Lo que debemos tener en cuenta es el uso político que se hace de la palabra “nacionalismo”. En general, todo nacionalista se define por contraposición a otro nacionalista: Así, mientras que los nacionalistas sin Estado propio se quejan de la opresión del Estado que los administra, los que defienden el Estado, usualmente lo hacen identificándolo con la nación. El hecho de que haya nacionalistas inconscientes de su postura –porque identifican la nación con el Estado actual- no los hace menos nacionalistas.
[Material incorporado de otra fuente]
//! Error types for the quiz engine.

use cq_units::ConversionError;

/// Failures that are bugs in the caller, not mistakes by the learner.
#[derive(Debug, Clone, PartialEq, thiserror::Error)]
pub enum QuizError {
    #[error("Conversion failed: {0}")]
    Conversion(#[from] ConversionError),
}

/// Result type for quiz operations.
pub type QuizResult<T> = Result<T, QuizError>;
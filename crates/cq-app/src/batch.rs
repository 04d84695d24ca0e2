//! Check a list of attempts, each with its own fresh controller.

use cq_core::{Real, to_fixed};
use cq_quiz::{QuizAttempt, Verdict};
use cq_units::UnitConverter;
use serde::Serialize;
use std::fmt::Write as _;

use crate::config::QuizSettings;
use crate::error::{AppError, AppResult};

/// One judged attempt.
#[derive(Debug, Clone, PartialEq, Serialize)]
pub struct AttemptOutcome {
    pub attempt: QuizAttempt,
    pub verdict: Verdict,
    /// Converted input value; absent when the input value was not a number.
    pub expected: Option<Real>,
}

#[derive(Debug, Clone, Copy, Default, PartialEq, Eq, Serialize)]
pub struct BatchSummary {
    pub total: usize,
    pub correct: usize,
    pub incorrect: usize,
    pub invalid: usize,
}

#[derive(Debug, Clone, PartialEq, Serialize)]
pub struct BatchReport {
    pub decimal_places: usize,
    pub outcomes: Vec<AttemptOutcome>,
    pub summary: BatchSummary,
}

/// Judge every attempt. Attempts are independent; the first contract
/// violation (e.g. a unit outside the attempt's family) aborts the batch.
pub fn check_attempts<C: UnitConverter>(
    settings: &QuizSettings,
    converter: &C,
    attempts: &[QuizAttempt],
) -> AppResult<BatchReport> {
    let mut outcomes = Vec::with_capacity(attempts.len());
    let mut summary = BatchSummary::default();

    for (index, attempt) in attempts.iter().enumerate() {
        let mut controller = settings.controller(converter).with_attempt(attempt.clone());
        let as_attempt_error = |source| AppError::Attempt { index, source };

        let verdict = controller.check_answer().map_err(as_attempt_error)?;
        let expected = controller.expected_answer().map_err(as_attempt_error)?;

        summary.total += 1;
        match verdict {
            Verdict::Correct => summary.correct += 1,
            Verdict::Incorrect => summary.incorrect += 1,
            Verdict::Invalid => summary.invalid += 1,
        }
        outcomes.push(AttemptOutcome {
            attempt: attempt.clone(),
            verdict,
            expected,
        });
    }

    tracing::info!(
        total = summary.total,
        correct = summary.correct,
        incorrect = summary.incorrect,
        invalid = summary.invalid,
        "batch checked"
    );

    Ok(BatchReport {
        decimal_places: settings.decimal_places,
        outcomes,
        summary,
    })
}

impl BatchReport {
    pub fn to_json(&self) -> AppResult<String> {
        Ok(serde_json::to_string_pretty(self)?)
    }

    /// One line per attempt plus a summary line.
    pub fn render_text(&self) -> String {
        let mut out = String::new();
        for (i, outcome) in self.outcomes.iter().enumerate() {
            let a = &outcome.attempt;
            let expected = outcome
                .expected
                .map(|v| to_fixed(v, self.decimal_places))
                .unwrap_or_else(|| "-".to_string());
            let _ = writeln!(
                out,
                "#{i:<3} {:<9} {} {} -> {}: answered {:?}, expected {expected}",
                outcome.verdict, a.input_value, a.input_unit, a.target_unit, a.student_answer,
            );
        }
        let s = &self.summary;
        let _ = write!(
            out,
            "{} checked: {} correct, {} incorrect, {} invalid",
            s.total, s.correct, s.incorrect, s.invalid
        );
        out
    }
}
//! cq-units: unit catalogs and unit conversion for convquiz.
//!
//! Provides:
//! - The unit registry: per-family, ordered catalogs of supported units
//! - The `UnitConverter` capability trait
//! - `UomConverter`, the default backend built on `uom`
//!
//! # Architecture
//!
//! The quiz engine only ever talks to `UnitConverter`. The backend that knows the
//! actual conversion factors sits behind that trait so it can be swapped or faked
//! in tests.
//!
//! # Example
//!
//! ```
//! use cq_units::{UomConverter, convert_units};
//!
//! let f = convert_units(&UomConverter::new(), 100.0, "degC", "degF").unwrap();
//! assert!((f - 212.0).abs() < 1e-9);
//! ```

pub mod convert;
pub mod error;
pub mod registry;
pub mod uom_backend;

// Re-exports for ergonomics
pub use convert::{UnitConverter, convert_units};
pub use error::{ConversionError, ConvertResult};
pub use registry::{
    ConversionFamily, ParseFamilyError, TEMPERATURE_UNITS, UnitDescriptor, VOLUME_UNITS,
    family_of, find_unit, units_for,
};
pub use uom_backend::UomConverter;
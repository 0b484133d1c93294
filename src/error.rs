use thiserror::Error;

/// Errors surfaced by the browser adapter and the engine plumbing
#[derive(Debug, Error)]
pub enum BrowserError {
    #[error("Failed to launch browser: {0}")]
    LaunchFailed(String),

    #[error("Failed to connect to browser: {0}")]
    ConnectionFailed(String),

    #[error("Tab operation failed: {0}")]
    TabOperationFailed(String),

    #[error("Element not found: {0}")]
    ElementNotFound(String),

    #[error("Element not interactable: {0}")]
    NotInteractable(String),

    #[error("Element is no longer attached: {0}")]
    StaleElement(String),

    #[error("JavaScript evaluation failed: {0}")]
    EvaluationFailed(String),

    #[error("Page disconnected: {0}")]
    Disconnected(String),

    #[error("Timed out: {0}")]
    Timeout(String),

    #[error("Invalid configuration: {0}")]
    InvalidConfig(String),

    #[error("I/O error: {0}")]
    Io(#[from] std::io::Error),

    #[error("JSON error: {0}")]
    Json(#[from] serde_json::Error),
}

/// Result type alias for browser operations
pub type Result<T> = std::result::Result<T, BrowserError>;

/// Message fragments that mean the page or the DevTools connection went away.
const DISCONNECT_MARKERS: &[&str] = &["disconnect", "context", "target closed", "connection closed"];

/// Message fragments that mean a node handle outlived its DOM node.
const STALE_MARKERS: &[&str] = &["no such", "could not find node", "no node with given id"];

/// Message fragments that mean the node has no clickable box.
const NOT_INTERACTABLE_MARKERS: &[&str] =
    &["norect", "no rect", "not interactable", "could not compute box model", "no quad"];

impl BrowserError {
    /// Classify a raw driver error message.
    ///
    /// The adapter gets opaque errors back from the DevTools client, so the
    /// message text is the only signal left. Anything that matches none of
    /// the marker sets becomes `fallback`.
    pub fn classify(operation: &str, message: impl AsRef<str>, fallback: fn(String) -> BrowserError) -> Self {
        let message = message.as_ref();
        let lower = message.to_lowercase();
        let detail = format!("{}: {}", operation, message);

        if DISCONNECT_MARKERS.iter().any(|m| lower.contains(m)) {
            BrowserError::Disconnected(detail)
        } else if STALE_MARKERS.iter().any(|m| lower.contains(m)) {
            BrowserError::StaleElement(detail)
        } else if NOT_INTERACTABLE_MARKERS.iter().any(|m| lower.contains(m)) {
            BrowserError::NotInteractable(detail)
        } else {
            fallback(detail)
        }
    }

    /// True when the failure means the session itself is unstable and should
    /// count towards a reconnect.
    pub fn is_transient(&self) -> bool {
        matches!(self, BrowserError::Disconnected(_) | BrowserError::StaleElement(_))
    }

    pub fn is_not_interactable(&self) -> bool {
        matches!(self, BrowserError::NotInteractable(_))
    }
}
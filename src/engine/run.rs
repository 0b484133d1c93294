use crate::config::EngineConfig;
use crate::dom::{ElementHandle, Locator, Marker, Page, Scope, SelectorResolver};
use crate::engine::scanner::ButtonScanner;
use crate::engine::session::{Session, SessionProvider};
use crate::engine::supervisor::{ConnectionSupervisor, ReconnectPolicy};
use crate::engine::terms::{AmbiguityPolicy, Disambiguator};
use crate::engine::workflow::{ModalWorkflow, WorkflowContext};
use crate::error::Result;
use crate::sinks::{
    ExceptionContext, ExceptionSink, LogExceptionSink, LogNotifier, NotificationKind, NotificationSink,
    ScreenshotRecorder,
};
use serde::Serialize;
use std::sync::atomic::{AtomicBool, Ordering};
use std::sync::Arc;
use std::time::Duration;

const PAGE_LOAD_TIMEOUT: Duration = Duration::from_secs(10);

/// Cooperative stop request shared with the host
#[derive(Debug, Clone, Default)]
pub struct CancelFlag(Arc<AtomicBool>);

impl CancelFlag {
    pub fn new() -> Self {
        Self::default()
    }

    pub fn cancel(&self) {
        self.0.store(true, Ordering::SeqCst);
    }

    pub fn is_cancelled(&self) -> bool {
        self.0.load(Ordering::SeqCst)
    }
}

/// How a run ended
#[derive(Debug, Clone, PartialEq, Eq, Serialize)]
#[serde(tag = "status", rename_all = "snake_case")]
pub enum RunStatus {
    /// Target count reached
    Completed,
    /// Scroll budget used up
    Exhausted,
    Cancelled,
    Failed { reason: String },
}

/// Counters of one run
#[derive(Debug, Clone, Default, PartialEq, Eq, Serialize)]
pub struct RunState {
    pub clicked: usize,
    /// Items given up on: unclickable controls and failed modals
    pub skipped: usize,
    pub scrolls: usize,
    /// Controls counted but not yet clicked in this batch
    pub pending: usize,
    scroll_due: bool,
}

impl RunState {
    pub fn record_detected(&mut self, count: usize) {
        self.pending += count;
    }

    /// A control was clicked. Clearing the last pending one makes a scroll due.
    pub fn record_click(&mut self) {
        self.clicked += 1;
        self.pending = self.pending.saturating_sub(1);
        if self.pending == 0 {
            self.scroll_due = true;
        }
    }

    /// A counted control was given up on without a click. It leaves the
    /// batch the same way a clicked one does.
    pub fn record_skip(&mut self) {
        self.skipped += 1;
        self.pending = self.pending.saturating_sub(1);
        if self.pending == 0 {
            self.scroll_due = true;
        }
    }

    pub fn scroll_due(&self) -> bool {
        self.scroll_due
    }

    /// Counted controls disappeared before they were clicked
    pub fn reset_pending(&mut self) {
        self.pending = 0;
    }

    fn take_scroll_due(&mut self) -> bool {
        std::mem::take(&mut self.scroll_due)
    }
}

#[derive(Debug, Clone, PartialEq, Eq, Serialize)]
pub struct RunReport {
    #[serde(flatten)]
    pub status: RunStatus,
    pub clicked: usize,
    pub skipped: usize,
    pub scrolls: usize,
    /// Controls discovered across the run
    pub detected: usize,
    pub reconnects: usize,
}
El nacionalismo, en principio, como todo sentimiento, no es ni bueno ni malo. Y el sentimiento de pertenencia a un grupo forma parte de la naturaleza humana. Sin embargo, puede convertirse en un elemento de discriminación cuando va asociado a una nación idealizada: es decir si se divide a los individuos en categorías según su grado de arraigo, pertenencia o ideología. En ese caso aparecen los buenos patriotas y los traidores a la nación. Lógicamente esta manera de pensar no tolera la libertad de expresión en relación con las “cuestiones nacionales” y se acerca más al totalitarismo que a una verdadera democracia.
Como contraposición al sentimiento romántico de pertenencia hay otro sentimiento que sería el de “cosmopolitismo”, es decir, el de ser “ciudadano del mundo”. Esta manera de pensar es tan antigua como el sentimiento de pertenencia y fue expresada por primera vez por los estoicos, siendo más tarde instaurada por el cristianismo. Veamos como ejemplo un fragmento de las conversaciones de Epícteto:
Si es cierto que hay un parentesco entre Dios y los hombres, como dicen los filósofos, ¿qué pueden hacer los hombres sino imitar a Sócrates y no responder nunca a quien les pregunta por su pais: “Soy de Atenas o de Corinto”, sino “Soy un ciudadano del mundo? Si hemos comprendido la organización del universo, si hemos comprendido que “la principal y más importante de todas las cosas, la más universal, es el sistema compuesto por los hombre y Dios, que de El proceden todos los orígenes de todo lo que tiene vida y crecimiento en La Tierra, especialmente los seres racionales, porque ellos solos por naturaleza participan de la sociedad divina, por estar unidos a Dios por la razón”, ¿por qué, entonces no nos hemos de llamar ciudadanos del mundo? Y, ¿por qué, entonces, no nos tenemos que llamar hijos de Dios? ¿Por qué debemos temer los acontecimientos, cualesquiera que sean? En Roma, el parentesco con César o con algún hombre poderoso es suficiente para vivir con seguridad, para estar por encima de todo menosprecio y de todo miedo, y el hecho de tener a Dios por autor, por padre y por protecto, no podrá bastarnos para liberarnos del espanto y del miedo?
Como vemos, en la Epoca Antigua, el cosmopolitismo está íntimamente ligado a la hermandad derivada de ser todos hijos del mismo Dios. Esta idea la explotará más tarde ampliamente el Cristianismo. Por eso, en la época medieval, la verdadera nación será la nación cristiana. Más tarde, el marxismo entenderá que la verdadera hermandad debe darse entre todos los proletarios del mundo, más allá de las naciones-Estado, que es un invento burgués. Por eso los partidos de izquierda, en teoría, y en la medida que son seguidores del legado marxista, deberían ser internacionalistas.